Like the original release, The Secret of Monkey Island: Special Edition received positive reviews from critics. Sean Ely of GamePro praised its updated audio, and said that the new graphics "blow the old clunker visuals ... out of the water". He cited its script, humor, plot, puzzles and balanced difficulty level as high points, and finished, "The Secret of Monkey Island: Special Edition is impressive, hilarious and downright worth your money". Daemon Hatfield of IGN wrote: "Almost 20 years after its release, [The Secret of Monkey Island] remains a blast to play". He called the new graphics "slick, if a little generic", and noted that the "original graphics have a certain charm to them that the fancy pants new visuals just don't", but he enjoyed the redone music, the new hint function, and the added sound effects and voice acting. He summarized it as "one of the best times you'll ever have pointing and clicking", and noted that "few games are this funny". Justin Calvert of GameSpot noted that "the Special Edition looks much better and is the only way to play if you want to hear ... what characters are saying, whereas the original game's interface is less clunky". However, he wrote that "the voice work is such a great addition to the game that it's difficult to go back to the original edition". He praised its humor, writing, puzzles and characters, and he believed that it had aged well. Eurogamers Dan Whitehead wrote: "Purists like me will almost certainly find something to grumble about over the span of the game, but the overall impact of the redesign is undeniably for the better". He preferred the original game's Guybrush design, and believed that the new control system was "rather less intuitive" than the old one. He finished by stating that "few games can stand the test of time with such confidence".

Aggregate scores
| Aggregator | Score |
|---|---|
| GameRankings | iOS: 87% |
| Metacritic | PC: 86/100 X360: 88/100 PS3: 87/100 |

Review scores
| Publication | Score |
|---|---|
| Eurogamer | 9 out of 10 |
| GamePro | 4 out of 5 |
| GameSpot | 8 out of 10 |
| IGN | 8.7 out of 10 |

==Legacy==

The Secret of Monkey Island spawned five sequels. The first, Monkey Island 2: LeChuck's Revenge, was released in 1991 and focuses on LeChuck's return. Six years later, LucasArts released The Curse of Monkey Island, which features a new visual design. In 2000, the company released Escape from Monkey Island, which uses the GrimE engine of Grim Fandango to produce 3D graphics. The next title, Tales of Monkey Island released in 2009, is a series of five episodic chapters. The most recent title, Return to Monkey Island, was released in 2022 and revisits several locations and characters from the first game.

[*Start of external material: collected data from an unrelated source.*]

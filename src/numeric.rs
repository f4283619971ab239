//! Declared-type lookup deciding which columns are emitted as bare JSON numbers.

use std::collections::HashMap;

/// SQL engine whose declared type names seed a [`NumericTypes`] table.
#[derive(Clone, Copy, Debug, Default, Eq, PartialEq, Hash)]
pub enum Dialect {
    #[default]
    MySql,
    Postgres,
    Sqlite,
    SqlServer,
}

const MYSQL: &[&str] = &[
    "INT",
    "TINYINT",
    "SMALLINT",
    "FLOAT",
    "DOUBLE",
    "INTEGER",
    "MEDIUMINT",
    "BIGINT",
    "DECIMAL",
    "NUMERIC",
    "BIT",
];

const POSTGRES: &[&str] = &[
    "SMALLINT",
    "INTEGER",
    "INT",
    "BIGINT",
    "INT2",
    "INT4",
    "INT8",
    "SMALLSERIAL",
    "SERIAL",
    "BIGSERIAL",
    "SERIAL2",
    "SERIAL4",
    "SERIAL8",
    "DECIMAL",
    "NUMERIC",
    "REAL",
    "FLOAT4",
    "FLOAT8",
    "DOUBLE PRECISION",
];

const SQLITE: &[&str] = &[
    "INT",
    "INTEGER",
    "TINYINT",
    "SMALLINT",
    "MEDIUMINT",
    "BIGINT",
    "UNSIGNED BIG INT",
    "INT2",
    "INT8",
    "REAL",
    "DOUBLE",
    "DOUBLE PRECISION",
    "FLOAT",
    "NUMERIC",
    "DECIMAL",
];

const SQLSERVER: &[&str] = &[
    "BIGINT",
    "INT",
    "SMALLINT",
    "TINYINT",
    "BIT",
    "DECIMAL",
    "NUMERIC",
    "MONEY",
    "SMALLMONEY",
    "FLOAT",
    "REAL",
];

impl Dialect {
    fn numeric_names(self) -> &'static [&'static str] {
        match self {
            Self::MySql => MYSQL,
            Self::Postgres => POSTGRES,
            Self::Sqlite => SQLITE,
            Self::SqlServer => SQLSERVER,
        }
    }
}

/// Mapping from declared type name to "emit unquoted".
///
/// Names are matched after normalisation: surrounding whitespace is trimmed,
/// case is ignored, a `(precision, scale)` suffix is dropped and trailing
/// `UNSIGNED`/`SIGNED`/`ZEROFILL` modifiers are stripped. Names missing from
/// the table are not numeric.
#[derive(Clone, Debug, PartialEq, Eq)]
pub struct NumericTypes {
    names: HashMap<String, bool>,
}

impl NumericTypes {
    /// An empty table: every declared type is treated as non-numeric.
    pub fn empty() -> Self {
        Self {
            names: HashMap::new(),
        }
    }

    /// The preset table for `dialect`.
    pub fn for_dialect(dialect: Dialect) -> Self {
        let mut table = Self::empty();
        for name in dialect.numeric_names() {
            table.register(name);
        }
        table
    }

    /// Marks `decltype` as numeric.
    pub fn register(&mut self, decltype: &str) -> &mut Self {
        self.set(decltype, true)
    }

    /// Marks `decltype` as non-numeric, overriding any preset entry.
    pub fn unregister(&mut self, decltype: &str) -> &mut Self {
        self.set(decltype, false)
    }

    pub fn set(&mut self, decltype: &str, numeric: bool) -> &mut Self {
        self.names.insert(normalize_decltype(decltype), numeric);
        self
    }

    pub fn is_numeric(&self, decltype: &str) -> bool {
        self.names
            .get(&normalize_decltype(decltype))
            .copied()
            .unwrap_or(false)
    }
}

impl Default for NumericTypes {
    fn default() -> Self {
        Self::for_dialect(Dialect::default())
    }
}

impl From<Dialect> for NumericTypes {
    fn from(dialect: Dialect) -> Self {
        Self::for_dialect(dialect)
    }
}

/// Canonical form used for table lookups: `" decimal(10, 2) unsigned"` -> `"DECIMAL"`.
pub(crate) fn normalize_decltype(decltype: &str) -> String {
    let base = decltype
        .split_once('(')
        .map_or(decltype, |(base, _)| base);
    let mut words: Vec<&str> = base.split_whitespace().collect();
    while words.last().is_some_and(|word| {
        ["UNSIGNED", "SIGNED", "ZEROFILL"]
            .iter()
            .any(|modifier| word.eq_ignore_ascii_case(modifier))
    }) {
        words.pop();
    }
    words.join(" ").to_ascii_uppercase()
}

/// Declared types whose values are JSON documents rather than text.
pub(crate) fn is_json_decltype(decltype: &str) -> bool {
    matches!(normalize_decltype(decltype).as_str(), "JSON" | "JSONB")
}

Elements of the game have appeared elsewhere in popular culture. The original version was selected as one of five for the exhibition The Art of Video Games in the Smithsonian American Art Museum in 2011. A fictive drink recipe in the game for grog was mistakenly reported as real in 2009 by Argentine news channel C5N, which urged teenagers against consuming the dangerous "Grog XD" drink. In Tales of Monkey Island, Guybrush refers to this news story while pushing the Grog XD button on a Grog machine.

In a celebration of the game's 30th anniversary, Ron Gilbert shared secrets from its original source code during a video conversation with the Video Games History Foundation. These included early character prototypes, unused animations and alternative game environments.

On July 20, 2023, game studio Rare LTD released an update for their game Sea of Thieves where players could visit Mêlée Island and interact with characters of the Monkey Island game series in a new adventure bridging the stories of both worlds.